9:41 AM, November 01, 2006  
Anonymous Anonymous said...

working and my blog had some problem in the new BETA version.

3:47 PM, November 01, 2006  
Blogger Jewish Atheist said...

jewish atheist - welcome to my blog. I guess this is a dumb question, but how can someone be a Jewish athiest?

Jewish by birth and upbringing, atheist by belief. :-)

7:04 PM, November 01, 2006  
Blogger westbankmama said...

emanuel - oh, the dreaded beta version. I have thankfully avoided that!

jewish athiest - ah. I see that I should explore your blog - although intellectual arguments about the existence of G-d is not my forte.

6:59 AM, November 02, 2006  
Blogger Alan aka Avrum ben Avrum said...

Dear West Bank,

A very nice post indeed!

I can most assuredly relate to so much of what you said!

Only my "loaf of bread", as it were, was a can of trief chicken broth within the context of what`was at that time my futiile effort to persuade my famiy to become more observant!

As far as parents are concerned, my mom has learned to be as accomodating as possible-always eager to buy from only one of two kosher meat stores in St.Louis, Mo.
She loves going wih me shepping naches at the same time whilst announcing to the counter person that I am her "orthodox" son from chicago!

So one does as well as one can without shaming anyone and/or committing a chilul Ha Shem.

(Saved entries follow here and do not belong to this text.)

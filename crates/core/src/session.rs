//! The capability-polymorphic session contract.
//!
//! A scraping orchestrator may drive pages through structurally different
//! automation engines: one family exposes direct accessor methods on the
//! page handle ([`DomSession`]), the other exposes nothing but a single
//! execute-script-in-page primitive ([`ScriptSession`]). No static type
//! spans both, so the handle passed into every utility is an opaque
//! [`AutomationSession`] trait object, and each utility asks the
//! [classifier](crate::classify) which family backs it before doing
//! anything else.
//!
//! Sessions are created and destroyed entirely outside this crate. Exactly
//! one engine family backs a given handle for its whole lifetime, and
//! exactly one logical task drives a handle at a time.

use std::collections::HashMap;
use std::sync::Arc;
use std::time::Instant;

use async_trait::async_trait;
use downcast_rs::{DowncastSync, impl_downcast};
use serde_json::Value;
use tokio::sync::broadcast;

use drover_protocol::{Cookie, Viewport};

use crate::error::Result;

/// Caller-owned reference to a live browser page under automation.
pub type SessionHandle = Arc<dyn AutomationSession>;

/// Opaque handle to a live browser session.
///
/// Implementations override exactly one of the capability accessors.
/// A handle overriding neither is malformed and will make the
/// [classifier](crate::classify::classify) panic.
pub trait AutomationSession: DowncastSync {
	/// Returns the DOM-handle capability surface, if this session has one.
	fn dom(&self) -> Option<&dyn DomSession> {
		None
	}

	/// Returns the script-execution capability surface, if this session has one.
	fn scripted(&self) -> Option<&dyn ScriptSession> {
		None
	}
}

impl_downcast!(sync AutomationSession);

/// Which of the two automation-API shapes a session conforms to.
#[derive(Debug, Clone, Copy, PartialEq, Eq)]
pub enum EngineFamily {
	/// Direct accessor methods returning native values (evaluate, cookie
	/// list, element queries, pointer control).
	DomHandle,
	/// A single "execute script in page, return its value" primitive and
	/// nothing else.
	ScriptExecution,
}

impl std::fmt::Display for EngineFamily {
	fn fmt(&self, f: &mut std::fmt::Formatter<'_>) -> std::fmt::Result {
		match self {
			Self::DomHandle => write!(f, "dom-handle"),
			Self::ScriptExecution => write!(f, "script-execution"),
		}
	}
}

/// Native accessor surface of the DOM-handle engine family.
#[async_trait]
pub trait DomSession: Send + Sync {
	/// Evaluates a JavaScript expression in the page and returns its value.
	async fn evaluate(&self, expression: &str) -> Result<Value>;

	/// Returns the page's current URL.
	async fn url(&self) -> Result<String>;

	/// Lists all cookies visible to the page's current origin.
	async fn cookies(&self) -> Result<Vec<Cookie>>;

	/// Adds one cookie to the session.
	async fn add_cookie(&self, cookie: Cookie) -> Result<()>;

	/// Deletes the named cookie from the session.
	async fn delete_cookie(&self, name: &str) -> Result<()>;

	/// Returns the current viewport size, or `None` if it cannot be determined.
	async fn viewport(&self) -> Result<Option<Viewport>>;

	/// Moves the virtual pointer to `(x, y)` in the given number of
	/// discrete intermediate steps.
	async fn move_mouse(&self, x: f64, y: f64, steps: u32) -> Result<()>;

	/// Subscribes to the page's request lifecycle events.
	fn request_events(&self) -> broadcast::Receiver<RequestEvent>;

	/// Opens a debug-protocol session against the page.
	async fn protocol_session(&self) -> Result<Arc<dyn ProtocolSession>>;
}

/// The single-primitive surface of the script-execution engine family.
///
/// Higher-level operations must be expressed as injected script text. The
/// script runs as a function body, so values come back via `return`.
#[async_trait]
pub trait ScriptSession: Send + Sync {
	/// Executes a script in the page and returns the script's return value.
	async fn execute(&self, script: &str) -> Result<Value>;

	/// Opens a debug-protocol session against the page.
	async fn protocol_session(&self) -> Result<Arc<dyn ProtocolSession>>;
}

/// A lower-level debug-protocol channel to the page (CDP-style).
#[async_trait]
pub trait ProtocolSession: Send + Sync {
	/// Executes a named protocol command and returns its result object.
	async fn execute(&self, method: &str, params: Value) -> Result<Value>;

	/// Subscribes to protocol events raised on this channel.
	fn events(&self) -> broadcast::Receiver<ProtocolEvent>;
}

/// One request lifecycle transition observed on a DOM-handle session.
///
/// Delivery order follows the underlying session; the only guarantee is
/// that `Finished`/`Failed` for a URL is never observed before its
/// `Started`.
#[derive(Debug, Clone)]
pub enum RequestEvent {
	/// A request was issued.
	Started {
		/// Exact request URL.
		url: String,
		/// HTTP method.
		method: String,
		/// Request headers as sent.
		headers: HashMap<String, String>,
		/// When the request left the page.
		at: Instant,
	},
	/// A request completed with a response.
	Finished {
		/// Exact request URL.
		url: String,
		/// HTTP status code of the response.
		status: u16,
		/// When the response finished.
		at: Instant,
	},
	/// A request terminated without a response.
	Failed {
		/// Exact request URL.
		url: String,
		/// Engine-reported error text (e.g., "net::ERR_ABORTED").
		error: String,
		/// When the failure was reported.
		at: Instant,
	},
}

impl RequestEvent {
	/// The URL this event concerns.
	pub fn url(&self) -> &str {
		match self {
			Self::Started { url, .. } | Self::Finished { url, .. } | Self::Failed { url, .. } => url,
		}
	}
}

/// One event raised on a debug-protocol channel.
#[derive(Debug, Clone)]
pub struct ProtocolEvent {
	/// Protocol event name (e.g., "Network.requestWillBeSent").
	pub method: String,
	/// Event payload.
	pub params: Value,
}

12:44 PM, November 07, 2006  
Blogger Alan aka Avrum ben Avrum said...

Dear West Bank,

A very nice post indeed!

I can most assuredly relate to so much of what you said!

Only my "loaf of bread", as it were, was a can of trief chicken broth within the context of what`was at that time my futiile effort to persuade my famiy to become more observant!

As far as parents are concerned, my mom has learned to be as accomodating as possible-always eager to buy from only one of two kosher meat stores in St.Louis, Mo.
She loves going wih me shepping naches at the same time whilst announcing to the counter person that I am her "orthodox" son from chicago!

So one does as well as one can without shaming anyone and/or committing a chilul Ha Shem.

I am ...

Very Sincerely yours,

Alan D. Busch

7:15 PM, November 07, 2006  
Blogger westbankmama said...

Alan - thanks for your comment.

7:30 AM, November 08, 2006  
Anonymous Anonymous said...

Excellent article. Thank HaShem for Mashiach.